De Dokwerker
Today is the anniversary of any number of things, two of which I’ll focus on.
One is the Dutch strike of 1941. This was a mass action against anti-semitism in Nazi-occupied Holland. In response to the increasing segregation of jews, and the sending of more than a hundred to extermination camps, a strike was organised by the banned communist party. Though it was ultimately suppressed, it rallied a large number of workers and is annually celebrated in Holland. It is also commemorated by the pictured statue, in honour of the dockworkers who led it.
Yet despite the central role of communists in resisting Nazism, a brief increase in their popularity after the war was short-lived.

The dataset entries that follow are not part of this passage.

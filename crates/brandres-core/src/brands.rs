use std::collections::{BTreeSet, HashSet};
use std::path::Path;

use serde::{Deserialize, Serialize};

use crate::model::BrandEntity;
use crate::ConfigError;

#[derive(Debug, Clone, Serialize, Deserialize)]
pub struct BrandConfig {
    /// Explicit slug. Derived from `name` when omitted.
    #[serde(default)]
    pub slug: Option<String>,
    pub name: String,
    /// Seed URL for the brand's site. Optional; candidates fall back to
    /// name-derived domains without it.
    #[serde(default)]
    pub url: Option<String>,
    #[serde(default)]
    pub restricted_regions: Vec<String>,
    #[serde(default)]
    pub notes: Option<String>,
}

impl BrandConfig {
    /// The configured slug, or a URL-safe slug generated from the brand name.
    #[must_use]
    pub fn slug(&self) -> String {
        let source = self.slug.as_deref().unwrap_or(&self.name);
        source
            .to_lowercase()
            .chars()
            .map(|c| {
                if c.is_ascii_alphanumeric() || c == '-' {
                    c
                } else if c == ' ' || c == '_' {
                    '-'
                } else {
                    '\0'
                }
            })
            .filter(|&c| c != '\0')
            .collect::<String>()
            .split('-')
            .filter(|s| !s.is_empty())
            .collect::<Vec<_>>()
            .join("-")
    }

    /// Convert into the immutable entity the resolver works on.
    #[must_use]
    pub fn to_entity(&self) -> BrandEntity {
        BrandEntity {
            id: self.slug(),
            display_name: self.name.trim().to_string(),
            known_url: self
                .url
                .as_deref()
                .map(str::trim)
                .filter(|u| !u.is_empty())
                .map(str::to_string),
            restricted_regions: normalize_regions(&self.restricted_regions),
        }
    }
}

fn normalize_regions(regions: &[String]) -> BTreeSet<String> {
    regions
        .iter()
        .map(|r| r.trim().to_ascii_uppercase())
        .filter(|r| !r.is_empty())
        .collect()
}

#[derive(Debug, Deserialize)]
pub struct BrandsFile {
    pub brands: Vec<BrandConfig>,
}

impl BrandsFile {
    /// Entities in configuration order.
    #[must_use]
    pub fn entities(&self) -> Vec<BrandEntity> {
        self.brands.iter().map(BrandConfig::to_entity).collect()
    }
}

/// Load and validate the brands configuration from a YAML file.
///
/// # Errors
///
/// Returns `ConfigError` if the file cannot be read, parsed, or fails validation.
pub fn load_brands(path: &Path) -> Result<BrandsFile, ConfigError> {
    let content = std::fs::read_to_string(path).map_err(|e| ConfigError::BrandsFileIo {
        path: path.display().to_string(),
        source: e,
    })?;

    let brands_file: BrandsFile =
        serde_yaml::from_str(&content).map_err(ConfigError::BrandsFileParse)?;

    validate_brands(&brands_file)?;

    Ok(brands_file)
}

fn validate_brands(brands_file: &BrandsFile) -> Result<(), ConfigError> {
    let mut seen_names = HashSet::new();
    let mut seen_slugs = HashSet::new();

    for brand in &brands_file.brands {
        if brand.name.trim().is_empty() {
            return Err(ConfigError::Validation(
                "brand name must be non-empty".to_string(),
            ));
        }

        let lower_name = brand.name.trim().to_lowercase();
        if !seen_names.insert(lower_name) {
            return Err(ConfigError::Validation(format!(
                "duplicate brand name: '{}'",
                brand.name
            )));
        }

        let slug = brand.slug();
        if slug.is_empty() {
            return Err(ConfigError::Validation(format!(
                "brand '{}' produces an empty slug; set `slug` explicitly",
                brand.name
            )));
        }
        if !seen_slugs.insert(slug.clone()) {
            return Err(ConfigError::Validation(format!(
                "duplicate brand slug: '{}' (from brand '{}')",
                slug, brand.name
            )));
        }

        if let Some(url) = brand.url.as_deref().map(str::trim).filter(|u| !u.is_empty()) {
            match url::Url::parse(url) {
                Ok(parsed) if matches!(parsed.scheme(), "http" | "https") => {}
                Ok(parsed) => {
                    return Err(ConfigError::Validation(format!(
                        "brand '{}' has unsupported URL scheme '{}'",
                        brand.name,
                        parsed.scheme()
                    )));
                }
                Err(e) => {
                    return Err(ConfigError::Validation(format!(
                        "brand '{}' has invalid url '{url}': {e}",
                        brand.name
                    )));
                }
            }
        }

        for region in &brand.restricted_regions {
            let code = region.trim();
            if code.len() != 2 || !code.chars().all(|c| c.is_ascii_alphabetic()) {
                return Err(ConfigError::Validation(format!(
                    "brand '{}' has invalid restricted region '{region}'; expected a two-letter country code",
                    brand.name
                )));
            }
        }
    }

    Ok(())
}

#[cfg(test)]
#[path = "brands_test.rs"]
mod tests;
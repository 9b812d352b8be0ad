//! Normalized string similarity used to decide whether a domain, page
//! title or alt text refers to the brand.

use crate::origin::domain_label;

/// When one normalized string contains the other, similarity is lifted to
/// at least `CONTAINMENT_FLOOR + (1 - CONTAINMENT_FLOOR) * edit_similarity`.
const CONTAINMENT_FLOOR: f64 = 0.8;
/// Containment of very short strings ("ac" in "acme") is not evidence.
const MIN_CONTAINED_LEN: usize = 3;

/// Lowercases and keeps alphanumeric characters only.
#[must_use]
pub fn normalize(text: &str) -> String {
    text.chars()
        .flat_map(char::to_lowercase)
        .filter(|c| c.is_alphanumeric())
        .collect()
}

/// Classic edit distance over Unicode scalar values.
#[must_use]
pub fn levenshtein(a: &str, b: &str) -> usize {
    let a_chars: Vec<char> = a.chars().collect();
    let b_chars: Vec<char> = b.chars().collect();
    if a_chars.is_empty() {
        return b_chars.len();
    }
    if b_chars.is_empty() {
        return a_chars.len();
    }

    let mut prev: Vec<usize> = (0..=b_chars.len()).collect();
    let mut curr = vec![0usize; b_chars.len() + 1];
    for (i, ca) in a_chars.iter().enumerate() {
        curr[0] = i + 1;
        for (j, cb) in b_chars.iter().enumerate() {
            let cost = usize::from(ca != cb);
            curr[j + 1] = (prev[j + 1] + 1).min(curr[j] + 1).min(prev[j] + cost);
        }
        std::mem::swap(&mut prev, &mut curr);
    }
    prev[b_chars.len()]
}

/// Similarity in `[0, 1]` between two free-text strings.
///
/// Symmetric, and `1.0` for strings that normalize identically. A string
/// that normalizes to nothing matches nothing else.
#[must_use]
#[allow(clippy::cast_precision_loss)]
pub fn similarity(a: &str, b: &str) -> f64 {
    let a = normalize(a);
    let b = normalize(b);
    if a == b {
        return 1.0;
    }
    if a.is_empty() || b.is_empty() {
        return 0.0;
    }

    let max_len = a.chars().count().max(b.chars().count());
    let edit = 1.0 - levenshtein(&a, &b) as f64 / max_len as f64;

    let (shorter, longer) = if a.len() <= b.len() { (&a, &b) } else { (&b, &a) };
    let contained = shorter.chars().count() >= MIN_CONTAINED_LEN && longer.contains(shorter.as_str());
    let score = if contained {
        edit.max(CONTAINMENT_FLOOR + (1.0 - CONTAINMENT_FLOOR) * edit)
    } else {
        edit
    };
    score.clamp(0.0, 1.0)
}

/// Similarity between a brand name and the brand-bearing label of a host.
#[must_use]
pub fn domain_similarity(brand_name: &str, host: &str) -> f64 {
    similarity(brand_name, &domain_label(host))
}

/// Best similarity of `brand_name` against any of `evidence`.
#[must_use]
pub fn best_similarity<'a>(brand_name: &str, evidence: impl IntoIterator<Item = &'a str>) -> f64 {
    evidence
        .into_iter()
        .map(|text| similarity(brand_name, text))
        .fold(0.0, f64::max)
}
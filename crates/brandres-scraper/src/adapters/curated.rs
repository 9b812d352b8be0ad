use std::sync::Arc;
use std::time::Duration;

use async_trait::async_trait;
use brandres_core::{AssetRef, BrandEntity, Candidate, CandidateTarget, SourceType};
use reqwest::Url;
use serde::Deserialize;

use super::{wrong_target, AdapterOutput, SourceAdapter};
use crate::error::ScraperError;
use crate::fuzzy::{domain_similarity, similarity};
use crate::http::{HttpFetch, HttpRequest};
use crate::origin::registrable_domain;

/// Requested logo edge length in pixels.
const LOGO_SIZE: &str = "400";

/// One entry of the provider's brand-search response.
#[derive(Debug, Deserialize)]
struct LogoSearchHit {
    name: String,
    domain: String,
}

/// Builds logo URLs on a curated provider (logo.dev-compatible).
///
/// The primary asset is the provider's logo for the candidate domain. When
/// a search key is configured, the provider's brand search adds the logos
/// of other domains whose name matches the brand.
pub struct CuratedLogoApiAdapter {
    http: Arc<dyn HttpFetch>,
    base_url: String,
    token: Option<String>,
    search_url: String,
    search_key: Option<String>,
    timeout: Duration,
    fuzzy_threshold: f64,
    max_results: usize,
}

impl CuratedLogoApiAdapter {
    #[must_use]
    #[allow(clippy::too_many_arguments)]
    pub fn new(
        http: Arc<dyn HttpFetch>,
        base_url: &str,
        token: Option<String>,
        search_url: &str,
        search_key: Option<String>,
        timeout: Duration,
        fuzzy_threshold: f64,
        max_results: usize,
    ) -> Self {
        Self {
            http,
            base_url: base_url.trim_end_matches('/').to_string(),
            token,
            search_url: search_url.to_string(),
            search_key,
            timeout,
            fuzzy_threshold,
            max_results,
        }
    }

    /// Provider URL for `domain`'s logo.
    ///
    /// Asks for a 404 instead of the provider's generated monogram when the
    /// domain is unknown.
    ///
    /// # Errors
    ///
    /// Returns [`ScraperError::InvalidUrl`] if the configured base URL and
    /// the domain do not form a valid URL.
    pub fn logo_url(&self, domain: &str) -> Result<String, ScraperError> {
        let raw = format!("{}/{}", self.base_url, domain.trim().to_ascii_lowercase());
        let mut url = Url::parse(&raw).map_err(|e| ScraperError::InvalidUrl {
            url: raw.clone(),
            reason: e.to_string(),
        })?;
        {
            let mut query = url.query_pairs_mut();
            if let Some(token) = &self.token {
                query.append_pair("token", token);
            }
            query.append_pair("size", LOGO_SIZE);
            query.append_pair("format", "png");
            query.append_pair("fallback", "404");
        }
        Ok(url.to_string())
    }

    async fn search_domains(&self, brand: &BrandEntity) -> Result<Vec<LogoSearchHit>, ScraperError> {
        let Some(key) = &self.search_key else {
            return Ok(Vec::new());
        };
        let mut url = Url::parse(&self.search_url).map_err(|e| ScraperError::InvalidUrl {
            url: self.search_url.clone(),
            reason: e.to_string(),
        })?;
        url.query_pairs_mut().append_pair("q", &brand.display_name);

        let request = HttpRequest::get(url.as_str(), self.timeout)
            .header("authorization", format!("Bearer {key}"))
            .header("accept", "application/json");
        let response = self.http.fetch(&request).await?;
        if !response.is_success() {
            return Err(ScraperError::HttpStatus {
                status: response.status,
                url: self.search_url.clone(),
            });
        }
        serde_json::from_slice::<Vec<LogoSearchHit>>(&response.body).map_err(|source| {
            ScraperError::Deserialize {
                context: format!("logo search for {}", brand.id),
                source,
            }
        })
    }
}

#[async_trait]
impl SourceAdapter for CuratedLogoApiAdapter {
    fn source_type(&self) -> SourceType {
        SourceType::CuratedLogoApi
    }

    async fn discover(
        &self,
        brand: &BrandEntity,
        candidate: &Candidate,
    ) -> Result<AdapterOutput, ScraperError> {
        let CandidateTarget::CuratedLogoApi { domain } = &candidate.target else {
            return Err(wrong_target(SourceType::CuratedLogoApi, candidate));
        };
        let primary = registrable_domain(domain);

        let mut asset = AssetRef::new(&brand.id, SourceType::CuratedLogoApi, self.logo_url(&primary)?);
        asset.discovery_rank = Some(0);
        asset.context_text = Some(primary.clone());
        asset.page_url = Some(format!("https://{primary}"));
        let mut assets = vec![asset];

        let hits = match self.search_domains(brand).await {
            Ok(hits) => hits,
            Err(e) => {
                tracing::warn!(brand = %brand.id, error = %e, "logo provider search failed");
                Vec::new()
            }
        };

        let mut rank = 0u32;
        for hit in hits {
            if assets.len() > self.max_results {
                break;
            }
            let domain = registrable_domain(&hit.domain);
            if domain.is_empty() || assets.iter().any(|a| a.context_text.as_deref() == Some(domain.as_str())) {
                continue;
            }
            let score = similarity(&brand.display_name, &hit.name)
                .max(domain_similarity(&brand.display_name, &domain));
            if score < self.fuzzy_threshold {
                tracing::debug!(
                    brand = %brand.id,
                    domain = %domain,
                    score,
                    "logo provider hit does not match brand"
                );
                continue;
            }
            rank += 1;
            let mut extra = AssetRef::new(&brand.id, SourceType::CuratedLogoApi, self.logo_url(&domain)?);
            extra.discovery_rank = Some(rank);
            extra.context_text = Some(domain.clone());
            extra.page_url = Some(format!("https://{domain}"));
            extra.page_title = Some(hit.name);
            assets.push(extra);
        }

        Ok(AdapterOutput::assets(assets))
    }
}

This was largely related to the other event that happened on the 25th of February: Nikita Kruschev’s secret speech of 1956. This speech denounced many of the actions of Stalin during his rule, while praising Lenin – it was the first time that many aspects of Stalin’s tyranny had been publicly admitted.
The speech seems to be to bear a certain comparison with the American civil war (although obviously less bloody). It was the time when the initial and most unrestrained butchery that accompanied the setting up of the revolutionary government (I feel that life as a slave can be called a ‘butchered’ life) was denounced by the highest echelons of that state – but not denounced so far as to bring and end to it, merely to make it milder and more stable. The civil war didn’t end racism, nor did Lincoln, the great emancipator, want it to end racism. Similar, the one-party state and the repression of dissent against it was not ended by Kruschev. Indeed half the point of his speech was simply an excuse to attack his rivals in the party.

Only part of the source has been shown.